Un répit enfin du mal de tête national provoqué par des discussions sans fin sur ce qu’il y aurait ou n’allait pas y avoir.
Après la grande révélation, le Dáil Éireann est passé à autre chose.
Une libération miséricordieuse. Ou peut être pas.
Le temps des discussions était terminé.
L’heure de parler était arrivée.
Du pronostic à l’autopsie, les politiciens n’ont pas hésité une seconde.
Mardi, c'était le double acte de Michael McGrath et Paschal Donohoe et de leurs homologues de l'opposition. Les ministres et les porte-parole sont passés sous le feu des projecteurs.
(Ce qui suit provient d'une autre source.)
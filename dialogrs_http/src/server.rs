use std::sync::Arc;

use axum::{
    Json, Router,
    extract::{State, rejection::JsonRejection},
    http::{HeaderName, Method, StatusCode, header},
    response::{IntoResponse, Response},
    routing::{get, post},
};
use dialogrs_config::ServerConfig;
use dialogrs_core::{DialogError, DialogRequest, DialogResponse, Dispatcher, ErrorBody};
use serde_json::Value;
use tower_http::{
    cors::{Any, CorsLayer},
    trace::TraceLayer,
};
use tracing::{debug, info, warn};

#[derive(Clone)]
struct AppState {
    dispatcher: Arc<Dispatcher>,
}

/// A protocol failure rendered as `{ error, message }`.
#[derive(Debug)]
pub struct ApiError(pub DialogError);

impl From<DialogError> for ApiError {
    fn from(err: DialogError) -> Self {
        Self(err)
    }
}

#[must_use]
pub const fn status_for(err: &DialogError) -> StatusCode {
    match err {
        DialogError::UnknownMethod(_) | DialogError::InvalidRequest(_) => StatusCode::BAD_REQUEST,
        DialogError::DialogNotFound(_) | DialogError::InstanceNotFound(_) => StatusCode::NOT_FOUND,
        DialogError::InvalidTransition(_) => StatusCode::CONFLICT,
        DialogError::HandlerTimeout(_) => StatusCode::GATEWAY_TIMEOUT,
        _ => StatusCode::INTERNAL_SERVER_ERROR,
    }
}

impl IntoResponse for ApiError {
    fn into_response(self) -> Response {
        let status = status_for(&self.0);
        if status.is_server_error() {
            warn!("Dialog request failed: {}", self.0);
        } else {
            info!("Dialog request rejected: {}", self.0);
        }
        (status, Json(ErrorBody::from(&self.0))).into_response()
    }
}

fn cors_layer() -> CorsLayer {
    CorsLayer::new()
        .allow_origin(Any)
        .allow_methods([
            Method::GET,
            Method::PUT,
            Method::POST,
            Method::DELETE,
            Method::PATCH,
            Method::OPTIONS,
        ])
        .allow_headers([
            header::ORIGIN,
            HeaderName::from_static("x-requested-with"),
            header::CONTENT_TYPE,
            header::ACCEPT,
            header::AUTHORIZATION,
        ])
}

/// Routes of the dialog engine.
pub fn router(dispatcher: Arc<Dispatcher>, cors: bool) -> Router {
    let router = Router::new()
        .route("/dialogs", post(dialogs))
        .route("/test", get(test))
        .with_state(AppState { dispatcher })
        .layer(TraceLayer::new_for_http());

    if cors {
        router.layer(cors_layer())
    } else {
        router
    }
}

pub async fn serve(dispatcher: Arc<Dispatcher>, config: &ServerConfig) -> anyhow::Result<()> {
    let address = config.address();
    let listener = tokio::net::TcpListener::bind(&address).await?;
    info!(
        "Serving dialogs {:?} on http://{address}",
        dispatcher.registry().names()
    );

    axum::serve(listener, router(dispatcher, config.cors)).await?;
    Ok(())
}

/// POST /dialogs
///
/// Body is an `activate` or `tryMatch` request selected by `method`.
async fn dialogs(
    State(state): State<AppState>,
    body: Result<Json<Value>, JsonRejection>,
) -> Result<Json<DialogResponse>, ApiError> {
    let Json(body) = body.map_err(|e| DialogError::InvalidRequest(e.body_text()))?;
    let request = DialogRequest::from_value(body)?;
    info!("{} {}", request.method(), request.name());

    let response = state.dispatcher.dispatch(request).await?;
    debug!("Dialog response: {response:?}");
    Ok(Json(response))
}

/// GET /test
async fn test() -> &'static str {
    "working!"
}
Les chefs de leur parti étaient cantonnés à des rôles de non-parole – des actes de soutien silencieux à des fins décoratives uniquement pendant que les subalternes avaient leur moment.
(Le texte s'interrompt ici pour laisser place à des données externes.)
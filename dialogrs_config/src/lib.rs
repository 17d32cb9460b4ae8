#![deny(
    clippy::all,
    clippy::nursery,
    clippy::pedantic,
    clippy::style,
    clippy::complexity,
    clippy::perf,
    clippy::correctness,
    clippy::suspicious,
    clippy::unwrap_used,
    clippy::expect_used
)]
#![allow(
    clippy::similar_names,
    clippy::missing_safety_doc,
    clippy::missing_panics_doc,
    clippy::missing_errors_doc
)]

mod schema;

pub use schema::{CommentsConfig, Config, DialogsConfig, GameConfig, RemoteConfig, ServerConfig};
L'ordre naturel a été rétabli mercredi lorsque l'après-midi a été consacrée aux dirigeants et à leurs réflexions.
Le Taoiseach Leo Varadkar a été informé qu'il disposait de 20 minutes de temps de parole, ce qui semblait un objectif optimiste après avoir commencé par une anecdote captivante sur William T Cosgrave présentant le premier budget du Dáil en 1923 et quelque chose à voir avec Ardnacrusha et l'énergie hydroélectrique et un jeune ingénieur de Drogheda qui a travaillé chez Siemens en Allemagne et comment « l'Irlande est pleinement maître de son propre destin ».
Il y avait un ton de résignation lasse de la part des dirigeants de la coalition avant les secousses de l'opposition. Mais même s’ils n’attendaient aucun remerciement ou appréciation de la part des ingrats d’en face, ils ont quand même présenté les points forts de leur enveloppe de 14 milliards d’euros, à la non-délectation de Mary Lou McDonald et à un défilé d’orateurs tout aussi peu impressionnés qui l’ont suivie.
"Nous connaissons le principe à ce stade", a haussé les épaules du Taoiseach. « Les partis d’opposition ont dressé une longue liste de façons de dépenser l’argent disponible. Bien avant que nous publiions le budget, ils disent que nous avons fait les mauvais choix et que le paquet ne va pas assez loin.»
Plus tard au cours de la procédure, Michael Collins (Rural Independents) a fait valoir un argument valable à propos du mécontentement du gouvernement face à la...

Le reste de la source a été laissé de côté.